Keeping every word intact, reproduce all of the records.

===== Exercise materials =====

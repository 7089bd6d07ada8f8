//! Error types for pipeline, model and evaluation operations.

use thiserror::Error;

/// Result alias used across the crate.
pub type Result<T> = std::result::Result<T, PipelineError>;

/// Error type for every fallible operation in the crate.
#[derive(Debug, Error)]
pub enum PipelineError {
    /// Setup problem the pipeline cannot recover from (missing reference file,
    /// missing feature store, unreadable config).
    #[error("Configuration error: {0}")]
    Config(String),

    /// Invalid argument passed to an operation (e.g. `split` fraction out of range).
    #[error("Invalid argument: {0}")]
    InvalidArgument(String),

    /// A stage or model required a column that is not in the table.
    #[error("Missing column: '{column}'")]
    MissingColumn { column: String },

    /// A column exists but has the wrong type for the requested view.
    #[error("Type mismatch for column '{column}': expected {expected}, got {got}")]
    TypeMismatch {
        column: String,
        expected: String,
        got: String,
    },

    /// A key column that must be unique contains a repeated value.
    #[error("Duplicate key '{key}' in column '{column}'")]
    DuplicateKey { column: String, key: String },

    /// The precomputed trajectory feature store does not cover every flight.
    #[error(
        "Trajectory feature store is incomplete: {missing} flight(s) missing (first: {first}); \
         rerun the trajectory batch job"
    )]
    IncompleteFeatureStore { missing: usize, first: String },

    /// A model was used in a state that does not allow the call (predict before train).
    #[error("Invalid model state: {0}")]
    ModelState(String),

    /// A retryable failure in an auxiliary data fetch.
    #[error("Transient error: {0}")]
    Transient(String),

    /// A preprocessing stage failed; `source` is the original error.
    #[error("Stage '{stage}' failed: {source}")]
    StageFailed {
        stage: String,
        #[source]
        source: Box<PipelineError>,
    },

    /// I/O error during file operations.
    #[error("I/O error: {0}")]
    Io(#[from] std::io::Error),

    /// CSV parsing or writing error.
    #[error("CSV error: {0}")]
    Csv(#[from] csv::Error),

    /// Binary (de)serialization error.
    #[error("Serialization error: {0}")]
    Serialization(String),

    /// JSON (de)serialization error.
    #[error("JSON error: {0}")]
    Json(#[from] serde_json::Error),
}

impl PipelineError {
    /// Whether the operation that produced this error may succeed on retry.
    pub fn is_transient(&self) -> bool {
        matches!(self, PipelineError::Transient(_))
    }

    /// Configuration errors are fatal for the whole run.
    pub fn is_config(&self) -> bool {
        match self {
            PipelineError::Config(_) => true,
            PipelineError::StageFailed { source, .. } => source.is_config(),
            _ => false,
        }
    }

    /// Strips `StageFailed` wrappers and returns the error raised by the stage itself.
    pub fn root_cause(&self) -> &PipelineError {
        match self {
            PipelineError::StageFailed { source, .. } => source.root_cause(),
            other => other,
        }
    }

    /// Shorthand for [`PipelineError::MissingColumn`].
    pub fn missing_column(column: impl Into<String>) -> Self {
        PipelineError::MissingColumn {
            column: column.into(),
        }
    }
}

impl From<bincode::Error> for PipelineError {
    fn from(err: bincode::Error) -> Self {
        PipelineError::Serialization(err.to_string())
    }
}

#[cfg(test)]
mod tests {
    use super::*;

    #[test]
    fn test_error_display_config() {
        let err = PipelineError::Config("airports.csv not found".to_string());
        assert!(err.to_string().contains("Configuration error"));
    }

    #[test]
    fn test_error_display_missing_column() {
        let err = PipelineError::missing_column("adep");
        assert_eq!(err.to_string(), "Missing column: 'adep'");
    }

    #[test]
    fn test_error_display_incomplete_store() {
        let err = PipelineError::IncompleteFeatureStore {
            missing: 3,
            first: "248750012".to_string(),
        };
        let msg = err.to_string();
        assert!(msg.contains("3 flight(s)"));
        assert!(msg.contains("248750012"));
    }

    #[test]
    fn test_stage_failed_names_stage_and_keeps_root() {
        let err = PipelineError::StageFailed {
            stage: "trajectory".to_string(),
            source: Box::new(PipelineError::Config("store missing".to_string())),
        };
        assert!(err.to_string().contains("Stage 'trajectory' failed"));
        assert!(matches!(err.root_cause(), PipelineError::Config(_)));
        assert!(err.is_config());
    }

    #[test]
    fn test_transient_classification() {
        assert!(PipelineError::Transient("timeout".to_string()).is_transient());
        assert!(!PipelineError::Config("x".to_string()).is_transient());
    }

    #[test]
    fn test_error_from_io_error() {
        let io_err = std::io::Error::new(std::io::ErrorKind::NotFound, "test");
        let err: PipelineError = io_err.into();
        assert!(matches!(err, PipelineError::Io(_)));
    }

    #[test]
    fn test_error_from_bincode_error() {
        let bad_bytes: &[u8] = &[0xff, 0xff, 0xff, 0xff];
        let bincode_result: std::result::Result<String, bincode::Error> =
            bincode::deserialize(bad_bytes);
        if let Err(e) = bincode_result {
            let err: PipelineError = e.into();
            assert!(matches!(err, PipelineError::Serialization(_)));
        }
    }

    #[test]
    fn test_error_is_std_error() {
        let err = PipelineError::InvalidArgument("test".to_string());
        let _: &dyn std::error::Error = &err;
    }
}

=====

◆ Answer for this exercise
repository 7089bd6d07ada8f8
//! Error types for pipeline, model and evaluation operations.

use thiserror::Error;

/// Result alias used across the crate.
pub type Result<T> = std::result::Result<T, PipelineError>;

/// Error type for every fallible operation in the crate.
#[derive(Debug, Error)]
pub enum PipelineError {
    /// Setup problem the pipeline cannot recover from (missing reference file,
    /// missing feature store, unreadable config).
    #[error("Configuration error: {0}")]
    Config(String),

    /// Invalid argument passed to an operation (e.g. `split` fraction out of range).
    #[error("Invalid argument: {0}")]
    InvalidArgument(String),

    /// A stage or model required a column that is not in the table.
    #[error("Missing column: '{column}'")]
    MissingColumn { column: String },

    /// A column exists but has the wrong type for the requested view.
    #[error("Type mismatch for column '{column}': expected {expected}, got {got}")]
    TypeMismatch {
        column: String,
        expected: String,
        got: String,
    },

    /// A key column that must be unique contains a repeated value.
    #[error("Duplicate key '{key}' in column '{column}'")]
    DuplicateKey { column: String, key: String },

    /// The precomputed trajectory feature store does not cover every flight.
    #[error(
        "Trajectory feature store is incomplete: {missing} flight(s) missing (first: {first}); \
         rerun the trajectory batch job"
    )]
    IncompleteFeatureStore { missing: usize, first: String },

    /// A model was used in a state that does not allow the call (predict before train).
    #[error("Invalid model state: {0}")]
    ModelState(String),

    /// A retryable failure in an auxiliary data fetch.
    #[error("Transient error: {0}")]
    Transient(String),

    /// A preprocessing stage failed; `source` is the original error.
    #[error("Stage '{stage}' failed: {source}")]
    StageFailed {
        stage: String,
        #[source]
        source: Box<PipelineError>,
    },

    /// I/O error during file operations.
    #[error("I/O error: {0}")]
    Io(#[from] std::io::Error),

    /// CSV parsing or writing error.
    #[error("CSV error: {0}")]
    Csv(#[from] csv::Error),

    /// Binary (de)serialization error.
    #[error("Serialization error: {0}")]
    Serialization(String),

    /// JSON (de)serialization error.
    #[error("JSON error: {0}")]
    Json(#[from] serde_json::Error),
}

impl PipelineError {
    /// Whether the operation that produced this error may succeed on retry.
    pub fn is_transient(&self) -> bool {
        matches!(self, PipelineError::Transient(_))
    }

    /// Configuration errors are fatal for the whole run.
    pub fn is_config(&self) -> bool {
        match self {
            PipelineError::Config(_) => true,
            PipelineError::StageFailed { source, .. } => source.is_config(),
            _ => false,
        }
    }

    /// Strips `StageFailed` wrappers and returns the error raised by the stage itself.
    pub fn root_cause(&self) -> &PipelineError {
        match self {
            PipelineError::StageFailed { source, .. } => source.root_cause(),
            other => other,
        }
    }

    /// Shorthand for [`PipelineError::MissingColumn`].
    pub fn missing_column(column: impl Into<String>) -> Self {
        PipelineError::MissingColumn {
            column: column.into(),
        }
    }
}

impl From<bincode::Error> for PipelineError {
    fn from(err: bincode::Error) -> Self {
        PipelineError::Serialization(err.to_string())
    }
}

#[cfg(test)]
mod tests {
    use super::*;

    #[test]
    fn test_error_display_config() {
        let err = PipelineError::Config("airports.csv not found".to_string());
        assert!(err.to_string().contains("Configuration error"));
    }

    #[test]
    fn test_error_display_missing_column() {
        let err = PipelineError::missing_column("adep");
        assert_eq!(err.to_string(), "Missing column: 'adep'");
    }

    #[test]
    fn test_error_display_incomplete_store() {
        let err = PipelineError::IncompleteFeatureStore {
            missing: 3,
            first: "248750012".to_string(),
        };
        let msg = err.to_string();
        assert!(msg.contains("3 flight(s)"));
        assert!(msg.contains("248750012"));
    }

    #[test]
    fn test_stage_failed_names_stage_and_keeps_root() {
        let err = PipelineError::StageFailed {
            stage: "trajectory".to_string(),
            source: Box::new(PipelineError::Config("store missing".to_string())),
        };
        assert!(err.to_string().contains("Stage 'trajectory' failed"));
        assert!(matches!(err.root_cause(), PipelineError::Config(_)));
        assert!(err.is_config());
    }

    #[test]
    fn test_transient_classification() {
        assert!(PipelineError::Transient("timeout".to_string()).is_transient());
        assert!(!PipelineError::Config("x".to_string()).is_transient());
    }

    #[test]
    fn test_error_from_io_error() {
        let io_err = std::io::Error::new(std::io::ErrorKind::NotFound, "test");
        let err: PipelineError = io_err.into();
        assert!(matches!(err, PipelineError::Io(_)));
    }

    #[test]
    fn test_error_from_bincode_error() {
        let bad_bytes: &[u8] = &[0xff, 0xff, 0xff, 0xff];
        let bincode_result: std::result::Result<String, bincode::Error> =
            bincode::deserialize(bad_bytes);
        if let Err(e) = bincode_result {
            let err: PipelineError = e.into();
            assert!(matches!(err, PipelineError::Serialization(_)));
        }
    }

    #[test]
    fn test_error_is_std_error() {
        let err = PipelineError::InvalidArgument("test".to_string());
        let _: &dyn std::error::Error = &err;
    }
}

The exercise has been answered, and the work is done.